38 out of the currently known 131 sources were found by at least one system. Overall, PlagAware found 7 (5%), iThenticate 30 (23%), Ephorus 6 (5%), PlagScan 19 (15%) and Urkund 16 (12%).

Out of the top 20 sources, however, only 8 were “findable”, i.e. online. Many were books that are available on Google books (and are reported by Google through a normal Google search), 7 of the top 20 were papers prepared by the writing services of the German Bundestag and were thus not available to the public.

When we take the top 43 sources found by GuttenPlag, then the top 11 sources found by the systems are included (3 found by all 5 systems, 3 by four out of five, 5 by three out of five systems) as well as the top 20 sources that were available online, we have the following results: PlagAware and Ephorus both found 6 of the top 20 online sources (30%), iThenticate 16 (80%), PlagScan 12 (60%) and Urkund 13 (65%).

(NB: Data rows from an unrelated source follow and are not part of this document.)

//! Photon-conservation redshift remap (§6, §9 Open Question).
//!
//! `SimulationFlags::validate` (§params) already rejects
//! [`crate::params::PhotonConsType::AlphaEscFit`] and
//! [`crate::params::PhotonConsType::FEscFit`] at configuration time,
//! since both require an external photon-budget integrator outside this
//! crate's scope. Only [`crate::params::PhotonConsType::None`] and
//! [`crate::params::PhotonConsType::ZShift`] reach this module, which
//! computes the single adjustment value threaded into both the
//! recombination update and the ionisation criterion for a snapshot, per
//! the resolved Open Question in SPEC_FULL.md §9: one value per snapshot,
//! shared by both consumers, rather than two independently-fit values.

use crate::error::{Error, Result};
use crate::params::PhotonConsType;

/// The single photon-conservation adjustment computed once per snapshot.
#[derive(Clone, Copy, Debug, Default)]
pub struct PhotonConsAdjustment {
    /// The redshift to substitute for the nominal snapshot redshift when
    /// evaluating ionisation-rate quantities.
    pub z_adjusted: f64,
    /// The constant shift `z_adjusted - z_nominal`, kept for logging and
    /// for appending to the recombination-rate evaluation.
    pub delta_z: f64,
}

/// Computes the adjustment for a snapshot at nominal redshift `z`, given
/// the running photon-conservation calibration curve.
///
/// `cumulative_photon_deficit` is the net log-ratio between the expected
/// and the achieved cumulative ionising emissivity, as already tracked by
/// the caller's calibration run; this function only applies the
/// constant-shift remap once calibration is established elsewhere.
///
/// # Errors
///
/// Returns [`Error::PhotonCons`] if the remap produces a non-finite or
/// negative redshift.
pub fn adjust_redshifts_for_photoncons(
    kind: PhotonConsType,
    z: f64,
    cumulative_photon_deficit: f64,
) -> Result<PhotonConsAdjustment> {
    match kind {
        PhotonConsType::None => Ok(PhotonConsAdjustment {
            z_adjusted: z,
            delta_z: 0.0,
        }),
        PhotonConsType::ZShift => {
            // A deficit (too few photons emitted so far) means
            // reionisation is lagging the calibration target: evaluate
            // ionisation at an effectively lower redshift to compensate.
            let delta_z = -cumulative_photon_deficit;
            let z_adjusted = z + delta_z;
            if !z_adjusted.is_finite() || z_adjusted < 0.0 {
                return Err(Error::PhotonCons(format!(
                    "ZShift remap produced invalid redshift {z_adjusted} from z={z}, deficit={cumulative_photon_deficit}"
                )));
            }
            Ok(PhotonConsAdjustment { z_adjusted, delta_z })
        }
        PhotonConsType::AlphaEscFit | PhotonConsType::FEscFit => Err(Error::PhotonCons(
            "alpha_esc_fit/f_esc_fit require an external photon-budget integrator".to_string(),
        )),
    }
}

#[cfg(test)]
mod tests {
    use super::*;

    #[test]
    fn none_is_identity() {
        let adj = adjust_redshifts_for_photoncons(PhotonConsType::None, 8.0, 0.3).unwrap();
        assert_eq!(adj.z_adjusted, 8.0);
        assert_eq!(adj.delta_z, 0.0);
    }

    #[test]
    fn zshift_applies_constant_offset() {
        let adj = adjust_redshifts_for_photoncons(PhotonConsType::ZShift, 8.0, 0.3).unwrap();
        assert!((adj.z_adjusted - 7.7).abs() < 1.0e-9);
    }

    #[test]
    fn zshift_rejects_negative_result() {
        let result = adjust_redshifts_for_photoncons(PhotonConsType::ZShift, 1.0, 5.0);
        assert!(result.is_err());
    }

    #[test]
    fn alpha_esc_fit_is_rejected() {
        let result = adjust_redshifts_for_photoncons(PhotonConsType::AlphaEscFit, 8.0, 0.0);
        assert!(result.is_err());
    }
}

Since iThenticate found so many sources, we wanted to go back and look at which position in the results these were to be found. iThenticate had reported 1156 sources, of which only just over 400 were longer than 20 words. We only looked at the 117 sources reported that had a match of 100 words or longer. Of the 13 top sources reported by iThenticate (one for each portion), 6 were 404s (“File not found”), one was a correctly quoted portion in the thesis, one was a correspondence between the bibliography and the
bibliography of another source, 3 were from the same source (Volkmann-Schluck) that is indeed the top source for the thesis, and 2 were of the second most used source that was available online.

No easy answer

There is no easy answer to the question as to whether the professors at the University of Bayreuth would have been able to discover the plagiarism in this thesis with the help of software: The usability problems are very serious. People who are not computer scientists have a hard time interpreting the results. iThenticate’s links to 404s will lead people to disregard other found sources. But it would have been possible for the university to at least suspect a problem, if not see the abysmal magnitude of the plagiarism.

Our suggestion stands: If a teacher or examiner has doubts about a thesis, they should be able to use software systems, preferably two or three, to examine the material. However, they need to be trained in interpreting the results, or have a trained person such as a librarian go over the report with them. We do not find it generally useful to have all papers put through such a system with a simple threshold set for alarming the teacher. Allowing students to “test” their own papers will just encourage them to use one of the many online synonymization tools available until their paper “passes”. Writing, especially scientific writing, is concerned with intensive work on the text itself, not just a superficial attention to word order and choice.

The German report on this research can be found in the June 2011 edition of iX. (Update: Now available online at http://www.heise.de/ix/artikel/Kopienjaeger-1245288.html)

[*] Katrin Köhler is my co-author for this research and report.